Tubuhku benar-benar pulih di hari ketiga setelah keluar dari rumah sakit. Obat yang harus habis sesuai jadwalnya masih tersisa satu tablet lagi. Aku benci dengan hal berbau obat-obatan.

Giswara masih stay menjagaku meski harus pulang-pergi dari tempat tinggal ibunya dengan jarak yang bisa dibilang lumayan jauh. Harusnya dia tidak perlu begitu repotnya membebani dirinya agar aku terjaga.

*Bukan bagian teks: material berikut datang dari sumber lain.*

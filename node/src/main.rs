#[macro_use]
extern crate log;
extern crate chrono;
extern crate env_logger;

extern crate bully;
extern crate bully_modules;

use std::io::Write;
use std::process;
use std::thread;
use std::time::Duration;

use chrono::prelude::{DateTime, Local};

use bully::{BullyError, NodeConfiguration, NodeHandle, NodeId, NodeTimings};
use bully_modules::{
    ClusterMembership, InProcTransport, PriorityAssignment, RandomizedElectionTimer,
    UnreachableMode,
};

fn init_logger() {
    env_logger::builder()
        .format(|buf, record| {
            let now: DateTime<Local> = Local::now();
            writeln!(
                buf,
                "{:5}: {} - {}",
                record.level(),
                now.format("%H:%M:%S.%3f").to_string(),
                record.args()
            )
        })
        .init();
}

fn main() {
    init_logger();

    if let Err(err) = run() {
        error!("Demo failed: {}", err);
        process::exit(1);
    }
}

fn run() -> Result<(), BullyError> {
    let node_ids = PriorityAssignment::Random {
        count: 5,
        max: 100,
    }
    .assign()?;
    info!("Cluster priorities: {:?}", node_ids);

    let membership = ClusterMembership::new(node_ids.clone())?;
    let transport = InProcTransport::new(node_ids.clone());

    let mut nodes = Vec::new();
    for node_id in node_ids.iter().cloned() {
        nodes.push(start(node_id, membership.clone(), transport.clone())?);
    }

    let mut sorted = node_ids.clone();
    sorted.sort();
    let (lowest, highest) = match (sorted.first(), sorted.last()) {
        (Some(lowest), Some(highest)) => (*lowest, *highest),
        _ => return Ok(()),
    };

    info!("Node {} goes down", highest);
    transport.set_unreachable(highest, UnreachableMode::Fail);

    if let Some(node) = nodes.iter().find(|node| node.id() == lowest) {
        node.start_election();
    }

    thread::sleep(get_settle_time());

    for node in nodes.iter() {
        info!("{}", node.status());
    }

    for node in nodes {
        node.shutdown()?;
    }

    Ok(())
}

fn start(
    node_id: NodeId,
    membership: ClusterMembership,
    transport: InProcTransport,
) -> Result<NodeHandle, BullyError> {
    let node_config = NodeConfiguration {
        node_id,
        peer_directory: membership,
        transport,
        election_timer: RandomizedElectionTimer::new(300, 600),
        timings: NodeTimings::default(),
    };

    bully::start_node(node_config)
}

fn get_settle_time() -> Duration {
    Duration::from_secs(5)
}
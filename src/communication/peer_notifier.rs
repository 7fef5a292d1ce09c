use rayon::prelude::*;

use crate::communication::peers::{Message, Transport};
use crate::errors;
use crate::errors::BullyError;
use crate::NodeId;

/// Sends the message to every peer in parallel. Returns the peers the transport accepted
/// the message for, or an error when no peer could be reached at all.
pub fn notify_peers<Tr: Transport>(
    message: Message,
    node_id: NodeId,
    peers: Vec<NodeId>,
    transport: &Tr,
) -> Result<Vec<NodeId>, BullyError> {
    if peers.is_empty() {
        return Ok(Vec::new());
    }

    let responses: Vec<(NodeId, Result<(), BullyError>)> = peers
        .into_par_iter()
        .map(|peer_id| (peer_id, transport.send(peer_id, message)))
        .collect();

    let mut delivered = Vec::new();
    let mut errors = Vec::new();
    for (peer_id, result) in responses {
        match result {
            Ok(()) => delivered.push(peer_id),
            Err(err) => {
                debug!("Node {} cannot send {} to Node {}: {}", node_id, message, peer_id, err);
                errors.push(err);
            }
        }
    }

    if delivered.is_empty() {
        return errors::new_multiple_err(
            format!("Cannot send {} to any peer", message.kind()),
            errors,
        );
    }

    trace!("Node {} sent {} to {:?}", node_id, message, delivered);
    Ok(delivered)
}
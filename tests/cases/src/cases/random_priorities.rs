use bully::NodeId;
use bully_modules::PriorityAssignment;

use crate::steps;
use crate::steps::configuration;

pub fn run() {
    steps::init_logger();

    let node_ids = PriorityAssignment::Random { count: 5, max: 1000 }
        .assign()
        .expect("unique priorities");
    let highest: NodeId = *node_ids.iter().max().expect("non-empty cluster");
    info!("Random priorities: {:?}", node_ids);

    let cluster =
        steps::cluster::start_initial_cluster(node_ids.clone(), configuration::fast_timings());

    assert!(cluster.wait_for_leader(highest, &node_ids, steps::convergence_timeout()));

    cluster.terminate();
}

#[cfg(test)]
mod tests {
    #[test]
    fn test_random_priorities() {
        crate::cases::random_priorities::run()
    }
}
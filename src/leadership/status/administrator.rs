use crossbeam_channel::{Receiver, Sender};

use crate::leadership::status::{ElectionTrigger, LeaderElectionEvent, RoundSummary};

/// Posts election events to the node's own queue.
pub trait NodeElections: Clone + Send + 'static {
    fn start_election(&self, trigger: ElectionTrigger);
    fn conclude_round(&self, summary: RoundSummary);
}

pub trait NodeElectionsChannelRx {
    fn leader_election_event_rx(&self) -> &Receiver<LeaderElectionEvent>;
}

#[derive(Debug, Clone)]
pub struct ElectionsAdministrator {
    leader_election_tx: Sender<LeaderElectionEvent>,
    leader_election_rx: Receiver<LeaderElectionEvent>,
}

impl ElectionsAdministrator {
    pub fn new() -> ElectionsAdministrator {
        let (leader_election_tx, leader_election_rx): (
            Sender<LeaderElectionEvent>,
            Receiver<LeaderElectionEvent>,
        ) = crossbeam_channel::unbounded();

        ElectionsAdministrator {
            leader_election_tx,
            leader_election_rx,
        }
    }

    fn post(&self, event: LeaderElectionEvent) {
        if let Err(err) = self.leader_election_tx.send(event) {
            error!("Cannot send leader election event: {}", err);
        }
    }
}

impl Default for ElectionsAdministrator {
    fn default() -> Self {
        ElectionsAdministrator::new()
    }
}

impl NodeElections for ElectionsAdministrator {
    fn start_election(&self, trigger: ElectionTrigger) {
        self.post(LeaderElectionEvent::StartElection(trigger));
    }

    fn conclude_round(&self, summary: RoundSummary) {
        self.post(LeaderElectionEvent::ConcludeRound(summary));
    }
}

impl NodeElectionsChannelRx for ElectionsAdministrator {
    fn leader_election_event_rx(&self) -> &Receiver<LeaderElectionEvent> {
        &self.leader_election_rx
    }
}
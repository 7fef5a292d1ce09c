use bully::NodeTimings;
use bully_modules::{ClusterMembership, InProcTransport};

use crate::steps;
use crate::steps::configuration;

pub fn run() {
    steps::init_logger();

    let transport = InProcTransport::new(vec![10, 20]);
    let membership = ClusterMembership::new(vec![10, 20]).expect("valid membership");

    // not a member
    let result = configuration::create_node(
        30,
        membership.clone(),
        transport.clone(),
        configuration::fast_timings(),
    );
    assert!(result.is_err());

    let zero_threshold = NodeTimings {
        missed_heartbeat_threshold: 0,
        ..configuration::fast_timings()
    };
    let result = configuration::create_node(10, membership.clone(), transport, zero_threshold);
    assert!(result.is_err());

    // no mailbox for node 20
    let result = configuration::create_node(
        20,
        membership,
        InProcTransport::new(vec![10]),
        configuration::fast_timings(),
    );
    assert!(result.is_err());

    if let Err(err) = result {
        info!("Node not started: {}", err);
    }
}

#[cfg(test)]
mod tests {
    #[test]
    fn test_invalid_configuration() {
        crate::cases::invalid_configuration::run()
    }
}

Karena dia sudah cukup banyak mengurus hal lain diluar kepentingan untuk menjagaku.

Begitu pulih dari keadaanku yang sebelumnya, aku sudah harus kembali bekerja. Memenuhi semua kekurangan pekerjaan yang ada di ruanganku. Menatap layar komputer berjam-jam. Lalu pulang dengan jadwal yang tidak seharusnya—begitu seterusnya.

Giswara tidak lagi memberikan semangat padaku. Aku merindukan itu.